An energy-saving control system for automatically turning on/off electronic device is disclosed. The control system includes at least one front end device for transmitting an A/V signal, a control device, and at least one back end device. The control device detects whether the at least one front end device transmits any A/V signal, and automatically controls on/off of power supply to an A/V control unit in the control device and/or the at least one back end device, so as to effective achieve energy saving.

Description

FIELD OF THE INVENTION

The present invention relates to an energy-saving control system for automatically turning on/off electronic device, and more particularly to a control system that automatically turns on/off electronic device according to an A/V signal input state to thereby achieve excellent energy saving effect and reduce loss of components in the control system.

BACKGROUND OF THE INVENTION

FIG. 1 is a block diagram of a conventional audio/video (A/V) control system 1. As shown, the conventional A/V control system 1 includes a plurality of front end devices 10, a plurality of analog-to-digital converters (ADCs) 11, a plurality of digital-to-analog converters (DACs) 12, a standby power supply 15, a microcontroller unit (MCU) 17, an A/V selector 13, a power management and control unit 16, and a back end device 14.

The front end devices 10 can be, for example, DVD (digital versatile disk) players, multimedia-on-demand (MOD) systems, or computers for outputting analog A/V signals to corresponding ADCs 11. The back end device 14 can be, for example, a display or a projector connected to the A/V selector 13 and the power management and control unit 16 for displaying or playing the analog A/V signal transmitted thereto by the A/V selector 13.

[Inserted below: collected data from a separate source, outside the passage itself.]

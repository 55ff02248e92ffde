//! # Router
//!
//! The single source of truth for which steps a turn runs. A pure
//! function of the routing action; no step picks its own successor.

use crate::state::{RoutingAction, TurnState};
use serde::{Deserialize, Serialize};
use std::fmt;

/// A step that runs after routing
#[derive(Debug, Clone, Copy, PartialEq, Eq, Hash, Serialize, Deserialize)]
#[serde(rename_all = "snake_case")]
pub enum Step {
    Weather,
    Wardrobe,
    Design,
    Conversation,
}

impl Step {
    pub fn as_str(&self) -> &'static str {
        match self {
            Step::Weather => "weather",
            Step::Wardrobe => "wardrobe",
            Step::Design => "design",
            Step::Conversation => "conversation",
        }
    }
}

impl fmt::Display for Step {
    fn fmt(&self, f: &mut fmt::Formatter<'_>) -> fmt::Result {
        f.write_str(self.as_str())
    }
}

const FULL: &[Step] = &[Step::Weather, Step::Wardrobe, Step::Design, Step::Conversation];
const WEATHER: &[Step] = &[Step::Weather, Step::Conversation];
const WARDROBE: &[Step] = &[Step::Wardrobe, Step::Conversation];
const CONVERSATION: &[Step] = &[Step::Conversation];

/// Ordered steps for a routing action. Conversation is always last.
pub fn steps_for(action: RoutingAction) -> &'static [Step] {
    match action {
        RoutingAction::FullRecommendation => FULL,
        RoutingAction::WeatherOnly => WEATHER,
        RoutingAction::WardrobeOnly => WARDROBE,
        RoutingAction::ConversationOnly => CONVERSATION,
    }
}

/// Steps for a routed turn
pub fn plan(state: &TurnState) -> &'static [Step] {
    steps_for(state.routing_action())
}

As can be seen in FIG. 1, the power management and control unit 16 is connected to the MCU 17 and the back end device 14 for managing and supplying alternating current (AC) power to the back end device 14, and turns on or off the AC power to the back end device 14 according to a control signal. The standby power supply 15 supplies direct current (DC) power to corresponding ADCs 11 and the MCU 17.

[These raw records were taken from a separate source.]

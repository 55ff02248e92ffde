//! # SQLite Thread Store
//!
//! Persistent conversation memory using the shared [`StylistDb`] connection.
//! The connection mutex serializes every append, which covers the
//! per-thread ordering guarantee.

use crate::error::StoreError;
use crate::state::thread::pair_aligned;
use crate::state::{ConversationThread, Role, StylistDb, Turn};
use async_trait::async_trait;
use chrono::{DateTime, Utc};
use rusqlite::{params, Connection};
use std::sync::{Arc, Mutex, MutexGuard};

use super::thread_store::ThreadStore;

pub struct SqliteThreadStore {
    conn: Arc<Mutex<Connection>>,
    max_turns: usize,
}

impl SqliteThreadStore {
    pub fn new(db: &StylistDb, max_turns: usize) -> Self {
        Self {
            conn: db.connection(),
            max_turns: pair_aligned(max_turns),
        }
    }

    fn lock(&self) -> Result<MutexGuard<'_, Connection>, StoreError> {
        self.conn
            .lock()
            .map_err(|e| StoreError::Lock(e.to_string()))
    }

    fn load(&self, thread_id: &str) -> Result<ConversationThread, StoreError> {
        let conn = self.lock()?;
        let mut stmt = conn.prepare(
            r#"
            SELECT role, content, created_at
            FROM conversation_turns
            WHERE thread_id = ?1
            ORDER BY id ASC
            "#,
        )?;

        let rows = stmt
            .query_map(params![thread_id], |row| {
                Ok((
                    row.get::<_, String>(0)?,
                    row.get::<_, String>(1)?,
                    row.get::<_, String>(2)?,
                ))
            })?
            .collect::<Result<Vec<_>, _>>()?;

        let mut thread = ConversationThread::new(thread_id);
        for (role, content, created_at) in rows {
            let role: Role = role.parse().map_err(StoreError::Corrupt)?;
            let timestamp = DateTime::parse_from_rfc3339(&created_at)
                .map_err(|e| StoreError::Corrupt(format!("bad timestamp '{}': {}", created_at, e)))?
                .with_timezone(&Utc);
            thread.turns.push(Turn {
                role,
                content,
                timestamp,
            });
        }
        Ok(thread)
    }

    fn insert(&self, thread_id: &str, turns: &[Turn]) -> Result<(), StoreError> {
        let mut conn = self.lock()?;
        let tx = conn.transaction()?;

        for turn in turns {
            tx.execute(
                "INSERT INTO conversation_turns (thread_id, role, content, created_at) VALUES (?1, ?2, ?3, ?4)",
                params![
                    thread_id,
                    turn.role.as_str(),
                    turn.content,
                    turn.timestamp.to_rfc3339()
                ],
            )?;
        }

        if self.max_turns > 0 {
            tx.execute(
                r#"
                DELETE FROM conversation_turns
                WHERE thread_id = ?1 AND id NOT IN (
                    SELECT id FROM conversation_turns
                    WHERE thread_id = ?1
                    ORDER BY id DESC
                    LIMIT ?2
                )
                "#,
                params![thread_id, self.max_turns as i64],
            )?;
        }

        tx.commit()?;
        Ok(())
    }

    fn exists(&self, thread_id: &str) -> Result<bool, StoreError> {
        let conn = self.lock()?;
        let count: i64 = conn.query_row(
            "SELECT COUNT(*) FROM conversation_turns WHERE thread_id = ?1",
            params![thread_id],
            |row| row.get(0),
        )?;
        Ok(count > 0)
    }
}

#[async_trait]
impl ThreadStore for SqliteThreadStore {
    async fn get_or_create(&self, thread_id: &str) -> Result<ConversationThread, StoreError> {
        self.load(thread_id)
    }

    async fn history(&self, thread_id: &str) -> Result<Option<ConversationThread>, StoreError> {
        if self.exists(thread_id)? {
            self.load(thread_id).map(Some)
        } else {
            Ok(None)
        }
    }

    async fn append(&self, thread_id: &str, turns: Vec<Turn>) -> Result<(), StoreError> {
        self.insert(thread_id, &turns)
    }

    async fn clear(&self, thread_id: &str) -> Result<bool, StoreError> {
        let conn = self.lock()?;
        let affected = conn.execute(
            "DELETE FROM conversation_turns WHERE thread_id = ?1",
            params![thread_id],
        )?;
        Ok(affected > 0)
    }
}

#[cfg(test)]
mod tests {
    use super::*;

    #[tokio::test]
    async fn test_sqlite_thread_round_trip() {
        let db = StylistDb::open_in_memory().unwrap();
        let store = SqliteThreadStore::new(&db, 20);

        assert!(store.history("t1").await.unwrap().is_none());
        assert!(store.get_or_create("t1").await.unwrap().is_empty());

        store
            .append("t1", vec![Turn::user("Rain in Leuven?"), Turn::assistant("Bring a coat.")])
            .await
            .unwrap();
        store
            .append("t2", vec![Turn::user("Other thread")])
            .await
            .unwrap();

        let thread = store.history("t1").await.unwrap().unwrap();
        assert_eq!(thread.len(), 2);
        assert_eq!(thread.turns[0].role, Role::User);
        assert_eq!(thread.turns[1].content, "Bring a coat.");
    }

    #[tokio::test]
    async fn test_sqlite_eviction() {
        let db = StylistDb::open_in_memory().unwrap();
        let store = SqliteThreadStore::new(&db, 2);
        for i in 0..3 {
            store
                .append(
                    "t1",
                    vec![Turn::user(format!("q{}", i)), Turn::assistant(format!("a{}", i))],
                )
                .await
                .unwrap();
        }
        let thread = store.history("t1").await.unwrap().unwrap();
        let contents: Vec<_> = thread.turns.iter().map(|t| t.content.as_str()).collect();
        assert_eq!(contents, vec!["q2", "a2"]);
    }

    #[tokio::test]
    async fn test_sqlite_odd_cap_keeps_whole_pairs() {
        let db = StylistDb::open_in_memory().unwrap();
        let store = SqliteThreadStore::new(&db, 3);
        for i in 0..3 {
            store
                .append(
                    "t1",
                    vec![Turn::user(format!("q{}", i)), Turn::assistant(format!("a{}", i))],
                )
                .await
                .unwrap();
        }
        let thread = store.history("t1").await.unwrap().unwrap();
        let contents: Vec<_> = thread.turns.iter().map(|t| t.content.as_str()).collect();
        assert_eq!(contents, vec!["q1", "a1", "q2", "a2"]);
    }

    #[tokio::test]
    async fn test_sqlite_clear() {
        let db = StylistDb::open_in_memory().unwrap();
        let store = SqliteThreadStore::new(&db, 20);
        store.append("t1", vec![Turn::user("hi")]).await.unwrap();
        assert!(store.clear("t1").await.unwrap());
        assert!(store.history("t1").await.unwrap().is_none());
    }
}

The DACs 12 are correspondingly connected to the ADCs 11 for converting received digital A/V signals into analog A/V signals and transmitting the latter to the A/V selector 13. And, the back end device 14 plays or displays the analog A/V signal selected via the A/V selector 13.

The ADCs 11 are connected to the corresponding front end devices 10, the MCU 17, and the standby power supply 15 for converting received analog A/V signals into digital A/V signals. The ADCs 11 respectively determine whether there is any analog A/V signal input thereto and generate an informing signal to the MCU 17 accordingly.

The MCU 17 knows from the informing signals whether there is any analog A/V signal transmitted from the front end devices 10 and generates the above-mentioned control signal to control the power management and control unit 16 to turn on or off the back end device 14. In the case the informing signals received by the MCU 17 indicate there is an analog A/V signal being transmitted, the MCU 17 generates the control signal to control the power management and control unit 16 to turn on the power supply to the back end device 14. On the other hand, when the informing signals received by the MCU 17 indicate there is not any analog A/V signal being transmitted, the MCU 17 generates the control signal to control the power management and control unit 16 to turn off the power supply to the back end device 14, so as to achieve energy saving effect.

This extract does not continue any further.